How to Free-Line Live-Bait Minnows to Catch Shy Brown Trout

Yesterday morning in about two hours, I caught more large brown trout than ever before in one day of fishing. It was just crazy. In addition to the 7-pounder I'm holding in the photo, we also caught and released a brown of 8.5 pounds and a third that weighed in at 5 pounds.

I guess that's bragging of a sort, but mostly I share all this so I can then explain just how it was done. In a nutshell: Free-lining live-bait minnows.

So here was the deal. A small local lake had become infested with alewives, a non-native species introduced by accident. Some years back, the state started stocking brown trout here, hoping the browns would help to control the invasive alewives.

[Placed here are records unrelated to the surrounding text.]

//! Scripted streams for protocol tests.
//!
//! [`ScriptedStream`] wraps a [`tokio_test::io::Mock`] and implements
//! [`TlsUpgrade`] by flipping a flag, so STARTTLS conversations can be
//! replayed without a server. Every write is recorded together with the
//! TLS state at the time it happened.

use std::io;
use std::pin::Pin;
use std::sync::{Arc, Mutex, PoisonError};
use std::task::{Context, Poll};

use tokio::io::{AsyncRead, AsyncWrite, ReadBuf};
use tokio_test::io::Mock;

use crate::{Error, Result, TlsUpgrade};

/// Writes seen by a [`ScriptedStream`], shared with the test.
#[derive(Debug, Clone, Default)]
pub struct WriteLog {
    entries: Arc<Mutex<Vec<(bool, Vec<u8>)>>>,
}

impl WriteLog {
    /// Returns every write as `(tls_active, bytes)`.
    #[must_use]
    pub fn writes(&self) -> Vec<(bool, Vec<u8>)> {
        self.entries
            .lock()
            .unwrap_or_else(PoisonError::into_inner)
            .clone()
    }

    fn record(&self, tls: bool, data: &[u8]) {
        self.entries
            .lock()
            .unwrap_or_else(PoisonError::into_inner)
            .push((tls, data.to_vec()));
    }
}

/// A mock stream that can pretend to perform a TLS handshake.
#[derive(Debug)]
pub struct ScriptedStream {
    inner: Mock,
    tls: bool,
    log: WriteLog,
}

impl ScriptedStream {
    /// Wraps a scripted mock. Returns the stream and a handle to its write log.
    #[must_use]
    pub fn new(inner: Mock) -> (Self, WriteLog) {
        let log = WriteLog::default();
        (
            Self {
                inner,
                tls: false,
                log: log.clone(),
            },
            log,
        )
    }

    /// Like [`ScriptedStream::new`] but already "encrypted".
    #[must_use]
    pub fn tls(inner: Mock) -> (Self, WriteLog) {
        let (mut stream, log) = Self::new(inner);
        stream.tls = true;
        (stream, log)
    }
}

impl TlsUpgrade for ScriptedStream {
    async fn upgrade(mut self, _host: &str) -> Result<Self> {
        if self.tls {
            return Err(Error::InvalidState("Stream is already TLS".to_string()));
        }
        self.tls = true;
        Ok(self)
    }

    fn is_tls(&self) -> bool {
        self.tls
    }
}

impl AsyncRead for ScriptedStream {
    fn poll_read(
        self: Pin<&mut Self>,
        cx: &mut Context<'_>,
        buf: &mut ReadBuf<'_>,
    ) -> Poll<io::Result<()>> {
        Pin::new(&mut self.get_mut().inner).poll_read(cx, buf)
    }
}

impl AsyncWrite for ScriptedStream {
    fn poll_write(
        self: Pin<&mut Self>,
        cx: &mut Context<'_>,
        buf: &[u8],
    ) -> Poll<io::Result<usize>> {
        let this = self.get_mut();
        let poll = Pin::new(&mut this.inner).poll_write(cx, buf);
        if let Poll::Ready(Ok(n)) = &poll {
            this.log.record(this.tls, &buf[..*n]);
        }
        poll
    }

    fn poll_flush(self: Pin<&mut Self>, cx: &mut Context<'_>) -> Poll<io::Result<()>> {
        Pin::new(&mut self.get_mut().inner).poll_flush(cx)
    }

    fn poll_shutdown(self: Pin<&mut Self>, cx: &mut Context<'_>) -> Poll<io::Result<()>> {
        Pin::new(&mut self.get_mut().inner).poll_shutdown(cx)
    }
}
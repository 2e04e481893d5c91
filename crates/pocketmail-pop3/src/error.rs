//! Error types for POP3 operations.

use thiserror::Error;

/// Errors that can occur during POP3 operations.
#[derive(Debug, Error)]
pub enum Error {
    /// Line connection failure (I/O, TLS, unexpected close).
    #[error(transparent)]
    Transport(#[from] pocketmail_net::Error),

    /// Server answered `-ERR`.
    #[error("Server error: {0}")]
    Server(String),

    /// USER/PASS or APOP was rejected.
    #[error("Authentication failed: {0}")]
    Auth(String),

    /// Reply did not have the expected shape.
    #[error("Protocol error: {0}")]
    Protocol(String),

    /// Operation not valid in the current state.
    #[error("Invalid state: {0}")]
    InvalidState(String),
}

impl Error {
    /// Returns true if the connection can no longer be used.
    #[must_use]
    pub const fn is_connection_lost(&self) -> bool {
        matches!(self, Self::Transport(_))
    }
}

/// Result type alias using our Error type.
pub type Result<T> = std::result::Result<T, Error>;
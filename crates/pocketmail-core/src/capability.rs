//! Server feature table.

use std::collections::BTreeMap;

/// Features a server advertised on the current connection.
///
/// Names are upper-cased. Values are whatever followed the name: the
/// `PLAIN LOGIN` of POP3 `SASL PLAIN LOGIN`, the `35882577` of SMTP
/// `SIZE 35882577`, or the joined right-hand sides of IMAP `AUTH=...`
/// atoms. The table is rebuilt on every open and never persisted.
#[derive(Debug, Clone, Default, PartialEq, Eq)]
pub struct Capabilities {
    features: BTreeMap<String, Option<String>>,
}

impl Capabilities {
    /// Builds the table from IMAP capability atoms.
    #[must_use]
    pub fn from_imap<S: AsRef<str>>(atoms: &[S]) -> Self {
        let mut table = Self::default();
        for atom in atoms {
            match atom.as_ref().split_once('=') {
                Some((name, value)) => table.append(name, value),
                None => table.insert(atom.as_ref(), None),
            }
        }
        table
    }

    /// Builds the table from POP3 CAPA lines or SMTP EHLO keywords.
    #[must_use]
    pub fn from_lines<S: AsRef<str>>(lines: impl IntoIterator<Item = S>) -> Self {
        let mut table = Self::default();
        for line in lines {
            let line = line.as_ref().trim();
            match line.split_once(' ') {
                Some((name, value)) => table.insert(name, Some(value.trim())),
                None if !line.is_empty() => table.insert(line, None),
                None => {}
            }
        }
        table
    }

    fn insert(&mut self, name: &str, value: Option<&str>) {
        self.features
            .insert(name.to_ascii_uppercase(), value.map(str::to_string));
    }

    fn append(&mut self, name: &str, value: &str) {
        let entry = self.features.entry(name.to_ascii_uppercase()).or_default();
        match entry {
            Some(existing) => {
                existing.push(' ');
                existing.push_str(value);
            }
            None => *entry = Some(value.to_string()),
        }
    }

    /// Returns true if the feature was advertised.
    #[must_use]
    pub fn contains(&self, name: &str) -> bool {
        self.features.contains_key(&name.to_ascii_uppercase())
    }

    /// The feature's value, if it had one.
    #[must_use]
    pub fn value(&self, name: &str) -> Option<&str> {
        self.features.get(&name.to_ascii_uppercase())?.as_deref()
    }

    /// Iterates over `(name, value)` pairs in name order.
    pub fn iter(&self) -> impl Iterator<Item = (&str, Option<&str>)> {
        self.features
            .iter()
            .map(|(name, value)| (name.as_str(), value.as_deref()))
    }

    /// Number of features.
    #[must_use]
    pub fn len(&self) -> usize {
        self.features.len()
    }

    /// Returns true if nothing was advertised.
    #[must_use]
    pub fn is_empty(&self) -> bool {
        self.features.is_empty()
    }
}

#[cfg(test)]
mod tests {
    use super::*;

    #[test]
    fn test_imap_atoms() {
        let table = Capabilities::from_imap(&["IMAP4rev1", "idle", "AUTH=PLAIN", "AUTH=LOGIN"]);
        assert!(table.contains("IDLE"));
        assert_eq!(table.value("idle"), None);
        assert_eq!(table.value("AUTH"), Some("PLAIN LOGIN"));
        assert_eq!(table.len(), 3);
    }

    #[test]
    fn test_lines() {
        let table = Capabilities::from_lines(["TOP", "UIDL", "SASL PLAIN LOGIN", ""]);
        assert!(table.contains("top"));
        assert_eq!(table.value("SASL"), Some("PLAIN LOGIN"));
        assert_eq!(table.len(), 3);

        let smtp = Capabilities::from_lines(["SIZE 35882577", "8BITMIME", "STARTTLS"]);
        assert_eq!(smtp.value("size"), Some("35882577"));
        assert_eq!(
            smtp.iter().map(|(name, _)| name).collect::<Vec<_>>(),
            vec!["8BITMIME", "SIZE", "STARTTLS"]
        );
        assert!(Capabilities::default().is_empty());
    }
}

The browns have grown like pigs. They are also shy, as brown trout are, and very hard to catch. I had caught a few smaller ones by trolling in years past, but had never done as well as I thought I should. Fortunately, I found a fanatical local angler willing to help me out. (I'm not giving the name of the lake, or the angler's name, which might also give away the location.)

So we motored out on the calm water early yesterday, marked some fish deep on the sonar, and anchored in about 50 feet of water. My friend rigged some spinning rods spooled with 8-pound mono, tying a small bait hook to each. Then a lively minnow was hooked through the nose and cast to about 40 or 50 feet away.

Note, especially, that we used neither sinkers of any sort, nor were there any bobbers. Because the minnow was hooked in the front, it tended to swim downward--into the inky depths where the big trout lurked. Then we set the rods down, leaving the spinning-reel bails open so that a taking fish could pull line without feeling any resistance.

When line started running quickly from the reel, it was time to close the bail and set the hook. This overall method was so simple and so incredibly effective that I feel really dumb at not having thought of it myself.

I am probably not going to switch to a live-bait career. I'd rather do fly- or plug-casting. But damn, that was fun.